1. 什么是 MCP?
官网提供了详细的介绍文档。2025 年,Anthropic 提出了 MCP 协议,全称为 Model Context Protocol,即大模型上下文协议。它的核心目标是为 AI 大模型和外部工具之间的交互提供一个统一的处理标准。
这就好比 USB Type-C 接口统一了各种设备的连接方式,MCP 协议试图统一大模型与工具的对接方式。无论是让 AI 查询信息,还是操作本地文件,MCP 都提供了一套标准化的接口。
MCP 采用 C/S 架构,支持客户端调用远程 Server 提供的服务,同时也支持 stdio 流式传输模式,允许在客户端本地启动 MCP 服务端。只需在配置文件中新增 MCP 服务端,就能利用服务器提供的各种工具,大大提升了大模型调用外部能力的便捷性。
该协议是开源的,旨在让所有 AI 厂商和工具都能集成到自己的客户端中。只有用户基数足够大,协议才能不断演进优化。
2. 回顾 Function Call
在 MCP 普及之前,开发 AI Agent 调用外部工具时,往往需要针对不同的模型 SDK 编写适配代码。最典型的便是 OpenAI 提供的 Function Call 处理逻辑。
2.1. Function Call 实战
2.1.1. 配置工具与参数
调用 Chat Completions 接口时,通过 tools 参数传入外部工具定义。这包含了工具的描述、所需参数及其释义。其中 tool_choice 字段设为 auto 代表由大模型自动选择是否调用工具,设为 none 则强制不调用。
请求体大致如下:
{
"tool_choice": "auto",
"messages": [
{ "role": "system", "content": "你是一个天气查询助手" },
{ "role": "user", "content": "帮我查询上海的天气" }
],
"tools": [
{
"type": "function",
"function": {
"name": "get_weather",
"description": "获取指定城市的天气",
"parameters": {
"type": "object",
"properties": {
"city": { "type": "string", "description": "城市名" }
},
"required": ["city"]
}
}
}
]
}
对应的 Python SDK 代码如下,我们将工具列表放入 create 函数的 tools 参数中:
import openai
import json
def main():
client = openai.OpenAI(
api_key="xxxxx",
base_url="https://api.siliconflow.cn/v1"
)
tools = [{
"type": "function",
"function": {
"name": "get_weather",
"description": "获取指定城市的天气",
"parameters": {
"type": "object",
"properties": {
"city": { "type": "string", "description": "城市名" }
},
"required": ["city"]
}
}
}]
res = client.chat.completions.create(
model="Qwen/Qwen2.5-32B-Instruct",
messages=[
{ "role": "system", "content": "你是一个天气查询助手" },
{ "role": "user", "content": "帮我查询上海的天气" }
],
tools=tools,
tool_choice="auto"
)
print("content:", res.choices[0].message.content)

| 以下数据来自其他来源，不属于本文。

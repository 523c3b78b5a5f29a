//! Libvirt descriptor parsing and generation.
//!
//! Descriptors are parsed once per fetch into typed values so no caller
//! walks XML itself. Generation covers the small documents this crate
//! hands to the daemon (network definitions, interface devices) and the
//! domain documents the mock daemon serves.

use quick_xml::escape::escape;
use quick_xml::events::{BytesStart, Event};
use quick_xml::Reader;

use crate::error::{HypervisorError, Result};

/// Default NIC model.
pub const DEFAULT_NIC_MODEL: &str = "virtio";

// =============================================================================
// DOMAIN DESCRIPTOR
// =============================================================================

/// One `<interface>` of a domain.
#[derive(Debug, Clone, Default, PartialEq, Eq)]
pub struct InterfaceDescriptor {
    pub mac: Option<String>,
    pub network: Option<String>,
    pub bridge: Option<String>,
    pub model: Option<String>,
}

impl InterfaceDescriptor {
    /// Case-insensitive hardware address comparison.
    pub fn has_mac(&self, mac: &str) -> bool {
        self.mac
            .as_deref()
            .map(|m| m.eq_ignore_ascii_case(mac))
            .unwrap_or(false)
    }

    /// Parse a standalone `<interface>` device document.
    pub fn parse(xml: &str) -> Result<Self> {
        let wrapped = format!("<domain><devices>{}</devices></domain>", xml);
        DomainDescriptor::parse(&wrapped)?
            .interfaces
            .into_iter()
            .next()
            .ok_or_else(|| HypervisorError::XmlError("no <interface> element".to_string()))
    }

    /// Device XML suitable for attach/detach calls.
    pub fn to_xml(&self) -> String {
        let mut xml = String::new();
        let kind = if self.bridge.is_some() && self.network.is_none() {
            "bridge"
        } else {
            "network"
        };
        xml.push_str(&format!("<interface type='{}'>\n", kind));

        if let Some(ref mac) = self.mac {
            xml.push_str(&format!("  <mac address='{}'/>\n", escape(mac.as_str())));
        }
        if let Some(ref network) = self.network {
            xml.push_str(&format!("  <source network='{}'/>\n", escape(network.as_str())));
        } else if let Some(ref bridge) = self.bridge {
            xml.push_str(&format!("  <source bridge='{}'/>\n", escape(bridge.as_str())));
        }
        let model = self.model.as_deref().unwrap_or(DEFAULT_NIC_MODEL);
        xml.push_str(&format!("  <model type='{}'/>\n", escape(model)));
        xml.push_str("</interface>");
        xml
    }
}

/// The parts of a domain descriptor the orchestrator consumes.
#[derive(Debug, Clone, Default, PartialEq, Eq)]
pub struct DomainDescriptor {
    pub name: Option<String>,
    pub uuid: Option<String>,
    /// Source path of every file-backed `<disk>`, in document order.
    /// Host block devices and directories are never listed.
    pub disk_paths: Vec<String>,
    /// Firmware variable store (`<os><nvram>`).
    pub nvram_path: Option<String>,
    pub interfaces: Vec<InterfaceDescriptor>,
}

impl DomainDescriptor {
    /// Parse a domain XML document.
    pub fn parse(xml: &str) -> Result<Self> {
        let mut reader = Reader::from_str(xml);
        reader.trim_text(true);

        let mut desc = DomainDescriptor::default();
        let mut stack: Vec<String> = Vec::new();
        let mut current_iface: Option<InterfaceDescriptor> = None;
        let mut disk_type: Option<String> = None;

        loop {
            match reader.read_event() {
                Ok(Event::Start(e)) => {
                    let tag = tag_name(&e);
                    let parent = stack.last().map(String::as_str);
                    match (parent, tag.as_str()) {
                        (Some("devices"), "interface") => {
                            current_iface = Some(InterfaceDescriptor::default());
                        }
                        (Some("devices"), "disk") => disk_type = attr(&e, "type")?,
                        (Some("disk"), "source") => {
                            desc.push_disk_source(disk_type.as_deref(), &e)?
                        }
                        (Some("interface"), _) => {
                            if let Some(ref mut iface) = current_iface {
                                apply_interface_child(iface, &tag, &e)?;
                            }
                        }
                        _ => {}
                    }
                    stack.push(tag);
                }
                Ok(Event::Empty(e)) => {
                    let tag = tag_name(&e);
                    let parent = stack.last().map(String::as_str);
                    match (parent, tag.as_str()) {
                        (Some("devices"), "interface") => {
                            desc.interfaces.push(InterfaceDescriptor::default());
                        }
                        (Some("disk"), "source") => {
                            desc.push_disk_source(disk_type.as_deref(), &e)?
                        }
                        (Some("interface"), _) => {
                            if let Some(ref mut iface) = current_iface {
                                apply_interface_child(iface, &tag, &e)?;
                            }
                        }
                        _ => {}
                    }
                }
                Ok(Event::Text(t)) => {
                    let text = t
                        .unescape()
                        .map_err(|e| HypervisorError::XmlError(e.to_string()))?
                        .trim()
                        .to_string();
                    if text.is_empty() {
                        continue;
                    }
                    match path_tail(&stack) {
                        ["domain", "name"] => desc.name = Some(text),
                        ["domain", "uuid"] => desc.uuid = Some(text),
                        ["os", "nvram"] => desc.nvram_path = Some(text),
                        _ => {}
                    }
                }
                Ok(Event::End(e)) => {
                    let tag = String::from_utf8_lossy(e.name().as_ref()).into_owned();
                    stack.pop();
                    if stack.last().map(String::as_str) == Some("devices") {
                        match tag.as_str() {
                            "interface" => {
                                if let Some(iface) = current_iface.take() {
                                    desc.interfaces.push(iface);
                                }
                            }
                            "disk" => disk_type = None,
                            _ => {}
                        }
                    }
                }
                Ok(Event::Eof) => break,
                Err(e) => {
                    return Err(HypervisorError::XmlError(format!(
                        "domain descriptor at position {}: {}",
                        reader.buffer_position(),
                        e
                    )))
                }
                _ => {}
            }
        }

        Ok(desc)
    }

    /// Record the source of a `<disk>` whose `type` is `file` (the
    /// daemon's default when the attribute is absent).
    fn push_disk_source(&mut self, disk_type: Option<&str>, e: &BytesStart<'_>) -> Result<()> {
        if !matches!(disk_type, None | Some("file")) {
            return Ok(());
        }
        if let Some(path) = attr(e, "file")? {
            self.disk_paths.push(path);
        }
        Ok(())
    }

    /// Hardware addresses of every interface, in document order.
    pub fn macs(&self) -> Vec<String> {
        self.interfaces
            .iter()
            .filter_map(|i| i.mac.clone())
            .collect()
    }

    /// Network names referenced by interfaces, deduplicated, in order.
    pub fn networks(&self) -> Vec<String> {
        let mut names: Vec<String> = Vec::new();
        for name in self.interfaces.iter().filter_map(|i| i.network.as_ref()) {
            if !names.contains(name) {
                names.push(name.clone());
            }
        }
        names
    }

    /// Interface whose hardware address matches, ignoring case.
    pub fn find_interface(&self, mac: &str) -> Option<&InterfaceDescriptor> {
        self.interfaces.iter().find(|i| i.has_mac(mac))
    }

    /// Every storage artifact worth removing on delete.
    pub fn artifact_paths(&self) -> Vec<String> {
        let mut paths = self.disk_paths.clone();
        if let Some(ref nvram) = self.nvram_path {
            paths.push(nvram.clone());
        }
        paths
    }
}

fn apply_interface_child(
    iface: &mut InterfaceDescriptor,
    tag: &str,
    e: &BytesStart<'_>,
) -> Result<()> {
    match tag {
        "mac" => iface.mac = attr(e, "address")?,
        "source" => {
            iface.network = attr(e, "network")?;
            iface.bridge = attr(e, "bridge")?;
        }
        "model" => iface.model = attr(e, "type")?,
        _ => {}
    }
    Ok(())
}

// =============================================================================
// NETWORK DESCRIPTOR
// =============================================================================

/// The parts of a network descriptor the orchestrator consumes.
#[derive(Debug, Clone, Default, PartialEq, Eq)]
pub struct NetworkDescriptor {
    pub name: Option<String>,
    pub bridge: Option<String>,
    pub forward_mode: Option<String>,
}

impl NetworkDescriptor {
    /// Parse a network XML document.
    pub fn parse(xml: &str) -> Result<Self> {
        let mut reader = Reader::from_str(xml);
        reader.trim_text(true);

        let mut desc = NetworkDescriptor::default();
        let mut stack: Vec<String> = Vec::new();

        loop {
            match reader.read_event() {
                Ok(Event::Start(e)) => {
                    let tag = tag_name(&e);
                    desc.apply(stack.last().map(String::as_str), &tag, &e)?;
                    stack.push(tag);
                }
                Ok(Event::Empty(e)) => {
                    let tag = tag_name(&e);
                    desc.apply(stack.last().map(String::as_str), &tag, &e)?;
                }
                Ok(Event::Text(t)) => {
                    if path_tail(&stack) == ["network", "name"] {
                        let text = t
                            .unescape()
                            .map_err(|e| HypervisorError::XmlError(e.to_string()))?;
                        desc.name = Some(text.trim().to_string());
                    }
                }
                Ok(Event::End(_)) => {
                    stack.pop();
                }
                Ok(Event::Eof) => break,
                Err(e) => {
                    return Err(HypervisorError::XmlError(format!(
                        "network descriptor at position {}: {}",
                        reader.buffer_position(),
                        e
                    )))
                }
                _ => {}
            }
        }

        Ok(desc)
    }

    fn apply(&mut self, parent: Option<&str>, tag: &str, e: &BytesStart<'_>) -> Result<()> {
        match (parent, tag) {
            (Some("network"), "bridge") => self.bridge = attr(e, "name")?,
            (Some("network"), "forward") => self.forward_mode = attr(e, "mode")?,
            _ => {}
        }
        Ok(())
    }
}

/// Network definition bound to an existing host bridge.
pub fn bridged_network_xml(name: &str, bridge: &str) -> String {
    format!(
        "<network>\n  <name>{}</name>\n  <forward mode='bridge'/>\n  <bridge name='{}'/>\n</network>",
        escape(name),
        escape(bridge)
    )
}

// =============================================================================
// DOMAIN XML (mock daemon)
// =============================================================================

/// Builder for the domain documents the mock daemon serves.
pub struct DomainXmlBuilder<'a> {
    name: &'a str,
    uuid: &'a str,
    memory_kib: u64,
    vcpus: u32,
    disks: Vec<(&'a str, &'a str)>,
    nvram: Option<&'a str>,
    interfaces: &'a [InterfaceDescriptor],
}

impl<'a> DomainXmlBuilder<'a> {
    pub fn new(name: &'a str, uuid: &'a str) -> Self {
        Self {
            name,
            uuid,
            memory_kib: 0,
            vcpus: 1,
            disks: Vec::new(),
            nvram: None,
            interfaces: &[],
        }
    }

    pub fn memory_kib(mut self, memory_kib: u64) -> Self {
        self.memory_kib = memory_kib;
        self
    }

    pub fn vcpus(mut self, vcpus: u32) -> Self {
        self.vcpus = vcpus;
        self
    }

    /// Add a disk; `device` is `disk`, `cdrom`, or `block` for a host
    /// block device passed through to the guest.
    pub fn disk(mut self, path: &'a str, device: &'a str) -> Self {
        self.disks.push((path, device));
        self
    }

    pub fn nvram(mut self, path: Option<&'a str>) -> Self {
        self.nvram = path;
        self
    }

    pub fn interfaces(mut self, interfaces: &'a [InterfaceDescriptor]) -> Self {
        self.interfaces = interfaces;
        self
    }

    /// Build the domain XML string.
    pub fn build(&self) -> String {
        let mut xml = format!(
            "<domain type='kvm'>\n  <name>{}</name>\n  <uuid>{}</uuid>\n  <memory unit='KiB'>{}</memory>\n  <vcpu placement='static'>{}</vcpu>\n",
            escape(self.name),
            escape(self.uuid),
            self.memory_kib,
            self.vcpus
        );

        xml.push_str("  <os>\n    <type arch='x86_64' machine='q35'>hvm</type>\n");
        if let Some(nvram) = self.nvram {
            xml.push_str(&format!("    <nvram>{}</nvram>\n", escape(nvram)));
        }
        xml.push_str("  </os>\n  <devices>\n");

        for (i, (path, device)) in self.disks.iter().enumerate() {
            let dev = format!("vd{}", (b'a' + i as u8) as char);
            let (kind, device, source) = match *device {
                "block" => ("block", "disk", "dev"),
                other => ("file", other, "file"),
            };
            xml.push_str(&format!(
                "    <disk type='{}' device='{}'>\n      <source {}='{}'/>\n      <target dev='{}' bus='virtio'/>\n    </disk>\n",
                kind,
                device,
                source,
                escape(*path),
                dev
            ));
        }

        for iface in self.interfaces {
            for line in iface.to_xml().lines() {
                xml.push_str("    ");
                xml.push_str(line);
                xml.push('\n');
            }
        }

        xml.push_str("  </devices>\n</domain>\n");
        xml
    }
}

// =============================================================================
// HELPERS
// =============================================================================

fn tag_name(e: &BytesStart<'_>) -> String {
    String::from_utf8_lossy(e.name().as_ref()).into_owned()
}

fn attr(e: &BytesStart<'_>, key: &str) -> Result<Option<String>> {
    for attr in e.attributes() {
        let attr = attr.map_err(|err| HypervisorError::XmlError(err.to_string()))?;
        if attr.key.as_ref() == key.as_bytes() {
            let value = attr
                .unescape_value()
                .map_err(|err| HypervisorError::XmlError(err.to_string()))?;
            return Ok(Some(value.into_owned()));
        }
    }
    Ok(None)
}

/// Last two element names on the stack.
fn path_tail(stack: &[String]) -> [&str; 2] {
    match stack {
        [.., a, b] => [a.as_str(), b.as_str()],
        [b] => ["", b.as_str()],
        [] => ["", ""],
    }
}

print("tools:", res.choices[0].message.tool_calls)
print("message:", res.choices[0].message.to_dict())
if __name__ == "__main__":
main()
运行后,大模型会根据用户问题和提供的工具定义生成参数。此时 content 通常为空,而 tool_calls 中会包含具体的工具名称和参数字符串。
响应示例如下:
{
"role": "assistant",
"content": "",
"tool_calls": [
{
"id": "01964be6e485603d6a2a0acbbc7eba91",
"type": "function",
"function": {
"name": "get_weather",
"arguments": "{\n \"city\": \"上海\"\n}"
}
}
]
}
2.1.2. 执行工具并二次对话
拿到模型返回的参数后,我们需要在应用层实际调用函数,获取结果,然后再次与大模型对话。这一步的关键是维护对话上下文。
首先将第一次请求 AI 返回的结果插入上下文(role 为 assistant),紧接着插入工具调用的数据。格式上需要将工具的执行结果以 tool 角色发送回去:
{
"role": "tool",
"name": "get_weather",
"content": "上海天气晴朗,气温 25 度"
}
这样,模型就能根据工具返回的实际数据,生成最终的自然语言回答给用户。这种流程虽然有效,但不同模型对工具调用的支持细节各异,导致 Agent 开发存在碎片化问题,这也是 MCP 协议诞生的背景之一。